I Am Not Your Negro

Last night, Jeff Sessions was confirmed as Attorney General of the United States and I saw I Am Not Your Negro.

I really don’t know what else I can say.

I’m not as eloquent as James Baldwin. I’m not African American, and cannot even begin to touch the man’s personal experience of racism, let alone his crystalline dissection of it. Nor can I match his awareness of the dire results racism threatens for America, no less today than ever, it seems.

And yet; you’re here. You’re reading this. So let us relate:

Perhaps, like me, James Baldwin was just a name to you. An author whose work you hadn’t read. A figure among many other vague figures — since you were educated in an American public school, now anchored to the mud by Betsy DeVos — and you were forced to learn about Baldwin and others on your own, or as is more likely, never found the time.

I took a year of Shakespeare in my excellent, local public high school in Massachusetts. I took a year of South East Asian history, too. But I learned depressingly little about what it means to be black in this country.

So I Am Not Your Negro is the film you should be watching now, particularly if you’re President of the United States. And who knows? Maybe you are. Sitting there in your bathrobe, one hand on your mobile phone twitching out Tweets, Fox News on in the background, the country literally falling apart every time you cough, or scratch an itch, or shed a layer of skin, or wiggle your pen across an unread piece of paper.

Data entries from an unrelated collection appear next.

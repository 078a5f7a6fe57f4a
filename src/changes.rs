//! Snapshot diffing.
//!
//! [`ProjectChanges::compute`] compares two project snapshots per
//! entity kind: identifiers only in the new snapshot are `added`, only
//! in the old are `removed`, and records present in both are compared
//! field by field. The field diff walks every field *set in either*
//! record and compares resolved values, so an unset field compares as
//! its default. Records that differ only by identity (equal values in
//! fresh storage) produce no entry at all, which keeps the diff about
//! values rather than object identity.

use std::collections::{BTreeMap, BTreeSet};
use std::sync::Arc;

use crate::models::{
    AssignmentField, AssignmentId, EntityData, FieldValue, ProjectData, ProjectField,
    ResourceField, ResourceId, TaskField, TaskId,
};

/// One field's before/after pair.
#[derive(Debug, Clone, PartialEq)]
pub struct FieldChange<F: ProjectField> {
    pub field: F,
    pub old: FieldValue,
    pub new: FieldValue,
}

/// A changed record: its identifier and the fields that differ.
#[derive(Debug, Clone, PartialEq)]
pub struct EntityChanges<I, F: ProjectField> {
    pub id: I,
    pub fields: Vec<FieldChange<F>>,
}

/// Added, removed, and changed records of one entity kind.
#[derive(Debug, Clone, PartialEq)]
pub struct ChangeSet<I, F: ProjectField> {
    pub added: Vec<I>,
    pub removed: Vec<I>,
    pub changed: Vec<EntityChanges<I, F>>,
}

impl<I, F: ProjectField> ChangeSet<I, F> {
    pub fn is_empty(&self) -> bool {
        self.added.is_empty() && self.removed.is_empty() && self.changed.is_empty()
    }

    /// Total number of entries across added, removed, and changed.
    pub fn len(&self) -> usize {
        self.added.len() + self.removed.len() + self.changed.len()
    }
}

impl<I, F: ProjectField> Default for ChangeSet<I, F> {
    fn default() -> Self {
        Self {
            added: Vec::new(),
            removed: Vec::new(),
            changed: Vec::new(),
        }
    }
}

/// The full difference between two snapshots.
#[derive(Debug, Clone, Default, PartialEq)]
pub struct ProjectChanges {
    pub tasks: ChangeSet<TaskId, TaskField>,
    pub resources: ChangeSet<ResourceId, ResourceField>,
    pub assignments: ChangeSet<AssignmentId, AssignmentField>,
}

impl ProjectChanges {
    /// Diffs `new` against `old`.
    pub fn compute(old: &ProjectData, new: &ProjectData) -> Self {
        Self {
            tasks: diff_kind(
                old.tasks().map(|t| (t.id(), t)).collect(),
                new.tasks().map(|t| (t.id(), t)).collect(),
            ),
            resources: diff_kind(
                old.resources().map(|r| (r.id(), r)).collect(),
                new.resources().map(|r| (r.id(), r)).collect(),
            ),
            assignments: diff_kind(
                old.assignments().map(|a| (a.id(), a)).collect(),
                new.assignments().map(|a| (a.id(), a)).collect(),
            ),
        }
    }

    pub fn is_empty(&self) -> bool {
        self.tasks.is_empty() && self.resources.is_empty() && self.assignments.is_empty()
    }
}

fn diff_kind<I: Copy + Ord, F: ProjectField>(
    old: BTreeMap<I, &Arc<EntityData<I, F>>>,
    new: BTreeMap<I, &Arc<EntityData<I, F>>>,
) -> ChangeSet<I, F> {
    let mut set = ChangeSet::default();
    for (id, record) in &new {
        match old.get(id) {
            None => set.added.push(*id),
            // Shared storage cannot differ.
            Some(prev) if Arc::ptr_eq(prev, record) => {}
            Some(prev) => {
                let fields = field_diff(prev, record);
                if !fields.is_empty() {
                    set.changed.push(EntityChanges { id: *id, fields });
                }
            }
        }
    }
    for id in old.keys() {
        if !new.contains_key(id) {
            set.removed.push(*id);
        }
    }
    set
}

/// Fields set in either record whose resolved values differ.
fn field_diff<I: Copy, F: ProjectField>(
    old: &EntityData<I, F>,
    new: &EntityData<I, F>,
) -> Vec<FieldChange<F>> {
    let mut fields: BTreeSet<F> = old.set_fields().map(|(f, _)| f).collect();
    fields.extend(new.set_fields().map(|(f, _)| f));
    fields
        .into_iter()
        .filter_map(|field| {
            let old = old.get_value(field);
            let new = new.get_value(field);
            (old != new).then(|| FieldChange { field, old, new })
        })
        .collect()
}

It is a documentary of sorts, but more an audio-visual essay. It is directed by Raoul Peck, and narrated by Samuel L. Jackson — but not so you’d notice. The entire film is as if Baldwin is reading to you from and about his unfinished manuscript, “Remember This House”, which intended to cover how the lives of Medgar Evers, Malcolm X, and Dr. Martin Luther King, Jr. intertwined to be America. Not “American”, but “America,” for — as Baldwin proves — our racism and the results of it are us.

And we are racist. I am. I can apologize for it, be aware of it, resist ever acting on it, feel the shame of it — but it’s there. It is my problem. It is our problem, assuming you’re American.

And, if you’re American, it is our problem right now. One massive problem among so many others. All of which we — yes you, too — are now standing up to solve.

Nevertheless, they persisted

I Am Not Your Negro intercuts scenes from films of the time, and clips from interviews with Baldwin, as Sam Jackson reads Baldwin’s words in a voice so indistinguishable from Baldwin’s you’ll wonder if Baldwin is still alive.

He isn’t if you were wondering.

To tell you what happens in the film is merely to quote Baldwin at you, and why would you want to read my flawed recollection of Baldwin when you can go and hear and experience for yourself?

Besides; nothing happens. Racism exists, and then, later on, it exists much as it did 400 years ago.

To not see that is to accept the veil of delusion we cling to, with desperate, intentional ignorance. Nah-nah-nah-not-listening. Everything’s fine. Jeff Sessions is going to be great. Let’s give Donald Trump a chance. Hey look, American Ninja is on! Did you hear about the new leaked pictures of that superhero movie! Nevermind the crushing, violent weight that’s suffocating us all because we’re too inert to stand up, together, and see each other.

James Baldwin, at one point, describes himself as an optimist. To be a pessimist is to believe that humans are doomed — something he couldn’t do. And today, even though it doesn’t seem like it, there is hope.

I found mine in the fact that the theater I saw the film in was packed, on a rainy Wednesday night, with people of all colors and ages. Why don’t you go pack your local theater, too? Buy tickets for your family, your friends, and people you pass on the street.

Stand up, together, and see each other.